Does the benzodiazepine antagonist Ro 15-1788 reverse the actions of picrotoxin and pentylenetetrazole on social and exploratory behaviour?

The effects of the benzodiazepine receptor antagonist, Ro 15-1788, were examined in combination with those of picrotoxin and pentylenetetrazole on social and exploratory behaviour in the rat. Both Ro 15-1788 (10 mg/kg) and picrotoxin (2 mg/kg) reduced social interaction, but there was no additive effect of these drugs together. Ro 15-1788 (10 and 20 mg/kg, which had no intrinsic effects in the holeboard alone) antagonized the reductions in exploratory head-dipping and motor activity produced by low (2 mg/kg), but not by high (4 mg/kg), doses of picrotoxin.
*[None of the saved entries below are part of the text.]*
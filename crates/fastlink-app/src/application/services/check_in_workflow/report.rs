use chrono::NaiveDate;

use fastlink_domain::reset::format_reset_date;
use fastlink_domain::status::AccountStatus;

use super::types::CheckInOutcome;

/// Multi-line plain-text report returned to the caller
pub fn build_report(status: &AccountStatus, next_reset: NaiveDate, outcome: &CheckInOutcome) -> String {
    [
        format!("Today Used: {}", status.used_today),
        format!("Unused Traffic: {}", status.display_traffic()),
        format!("Days Until Reset: {} days", status.days_until_reset),
        format!("Next Reset: {}", format_reset_date(next_reset)),
        format!("Check-in Status: {}", outcome.report_message()),
    ]
    .join("\n")
}
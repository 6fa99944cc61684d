use async_trait::async_trait;
use serde::{Deserialize, Serialize};

use crate::shared::DomainError;

/// Notification message to be sent
#[derive(Debug, Clone, PartialEq, Eq, Serialize, Deserialize)]
pub struct NotificationMessage {
    /// Message title
    pub title: String,
    /// Message content/body
    pub content: String,
    /// Optional group the relay files the message under
    pub group: Option<String>,
}

impl NotificationMessage {
    pub fn new(title: impl Into<String>, content: impl Into<String>) -> Self {
        Self {
            title: title.into(),
            content: content.into(),
            group: None,
        }
    }

    pub fn with_group(mut self, group: impl Into<String>) -> Self {
        self.group = Some(group.into());
        self
    }
}

/// Notification sender trait (Strategy pattern)
/// Each notification relay implements this trait
#[async_trait]
pub trait NotificationSender: Send + Sync {
    /// Send a notification message
    async fn send(&self, message: &NotificationMessage) -> Result<(), DomainError>;

    /// Test the notification channel connectivity
    async fn test(&self) -> Result<(), DomainError>;
}
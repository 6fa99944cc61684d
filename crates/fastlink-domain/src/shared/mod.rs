use serde::{Deserialize, Serialize};

/// Error codes for structured error handling
#[derive(Debug, Clone, Copy, PartialEq, Eq, Serialize, Deserialize)]
pub enum ErrorCode {
    // Configuration (1xxx)
    InvalidConfig = 1001,

    // Portal page parsing (2xxx)
    ParseError = 2001,

    // Infrastructure (3xxx)
    TransportError = 3001,
    NotificationError = 3002,
}

impl ErrorCode {
    /// Get error code as integer
    pub fn code(&self) -> u16 {
        *self as u16
    }
}

#[derive(Debug, thiserror::Error)]
pub enum DomainError {
    #[error("Configuration error: {0}")]
    Config(String),

    #[error("Parse error: {0}")]
    Parse(String),

    #[error("Transport error: {0}")]
    Transport(String),

    #[error("Notification error: {0}")]
    Notification(String),
}

impl DomainError {
    /// Get error code
    pub fn code(&self) -> ErrorCode {
        match self {
            DomainError::Config(_) => ErrorCode::InvalidConfig,
            DomainError::Parse(_) => ErrorCode::ParseError,
            DomainError::Transport(_) => ErrorCode::TransportError,
            DomainError::Notification(_) => ErrorCode::NotificationError,
        }
    }

    /// Format error with code
    pub fn format_with_code(&self) -> String {
        format!("[{}] {}", self.code().code(), self)
    }
}
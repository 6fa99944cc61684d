use std::net::SocketAddr;
use std::sync::Arc;

use actix_web::http::header::ContentType;
use actix_web::web::{self, Data};
use actix_web::{App, HttpRequest, HttpResponse, HttpServer};
use anyhow::{Context, Result};
use log::{error, info};

use crate::application::services::CheckInWorkflow;

const HEALTHZ_PATH: &str = "/healthz";

/// Whether the query string asks for a forced notification
///
/// Only the first `bark` pair counts, and only the exact value `true`.
fn force_notify(query_string: &str) -> bool {
    url::form_urlencoded::parse(query_string.as_bytes())
        .find(|(key, _)| key == "bark")
        .is_some_and(|(_, value)| value == "true")
}

/// Register the trigger routes
pub fn configure(cfg: &mut web::ServiceConfig) {
    cfg.service(web::resource(HEALTHZ_PATH).route(web::get().to(handle_healthz)))
        .default_service(web::route().to(handle_trigger));
}

async fn handle_healthz() -> HttpResponse {
    HttpResponse::Ok()
        .content_type(ContentType::plaintext())
        .body("ok")
}

async fn handle_trigger(req: HttpRequest, workflow: Data<CheckInWorkflow>) -> HttpResponse {
    let force = force_notify(req.query_string());
    info!("On-demand check-in requested: {} {} (bark={})", req.method(), req.path(), force);

    match workflow.run(force).await {
        Ok(report) => HttpResponse::Ok()
            .content_type(ContentType::plaintext())
            .body(report),
        Err(e) => {
            error!("On-demand check-in failed: {:#}", e);
            HttpResponse::InternalServerError()
                .content_type(ContentType::plaintext())
                .body(format!("Error: {}", e))
        }
    }
}

/// Serve the on-demand trigger until the process is signalled
pub async fn serve(workflow: Arc<CheckInWorkflow>, addr: SocketAddr) -> Result<()> {
    let data = Data::from(workflow);
    let srv = HttpServer::new(move || App::new().app_data(data.clone()).configure(configure))
        .bind(addr)
        .with_context(|| format!("bind {}", addr))?;

    info!("Listening on http://{}", addr);
    srv.run().await.context("run http server")?;

    info!("HTTP server stopped");
    Ok(())
}
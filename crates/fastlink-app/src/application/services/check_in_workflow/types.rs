use fastlink_domain::check_in::ALREADY_CHECKED_IN_MESSAGE;

pub const LOGIN_FAILED_MESSAGE: &str =
    "Login failed: No cookies received or login credentials are incorrect";
pub const FETCH_FAILED_MESSAGE: &str = "Failed to get homepage info";

/// What the decision step did
#[derive(Debug, Clone, PartialEq, Eq)]
pub enum CheckInOutcome {
    /// The status page showed today's check-in as done; nothing was submitted
    AlreadyCheckedIn,
    /// Check-in was submitted; holds the portal's (repaired) message
    Submitted(String),
}

impl CheckInOutcome {
    /// Text for the report's status line
    pub fn report_message(&self) -> &str {
        match self {
            Self::AlreadyCheckedIn => ALREADY_CHECKED_IN_MESSAGE,
            Self::Submitted(message) => message,
        }
    }
}
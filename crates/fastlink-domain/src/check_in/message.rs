/// Returned by a check-in request the portal did not accept
pub const CHECK_IN_FAILED_MESSAGE: &str = "Check-in failed";

/// Report status when the portal says today's check-in is already done
pub const ALREADY_CHECKED_IN_MESSAGE: &str = "Already checked in for today.";

/// Undo UTF-8 text that was decoded as Latin-1 on the way in
///
/// Every char must fit in one octet for the string to be a candidate; those
/// octets are then decoded as UTF-8. Anything else (already-correct CJK text,
/// octet sequences that are not UTF-8) is returned unchanged.
pub fn repair_mojibake(message: &str) -> String {
    let octets = message
        .chars()
        .map(|c| u8::try_from(u32::from(c)).ok())
        .collect::<Option<Vec<u8>>>();

    match octets.map(String::from_utf8) {
        Some(Ok(repaired)) => repaired,
        _ => message.to_string(),
    }
}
In contrast, pentylenetetrazole (20 mg/kg) enhanced the reduction in social interaction produced by Ro 15-1788 (10 mg/kg), in accordance with previous findings that the reductions in spontaneous behaviour in the holeboard produced by pentylenetetrazole are enhanced by Ro 15-1788. These results show that there are clear functional interactions between these two compounds at the GABA-benzodiazepine receptor complex in the CNS, and that the nature of these interactions differs for picrotoxin and pentylenetetrazole.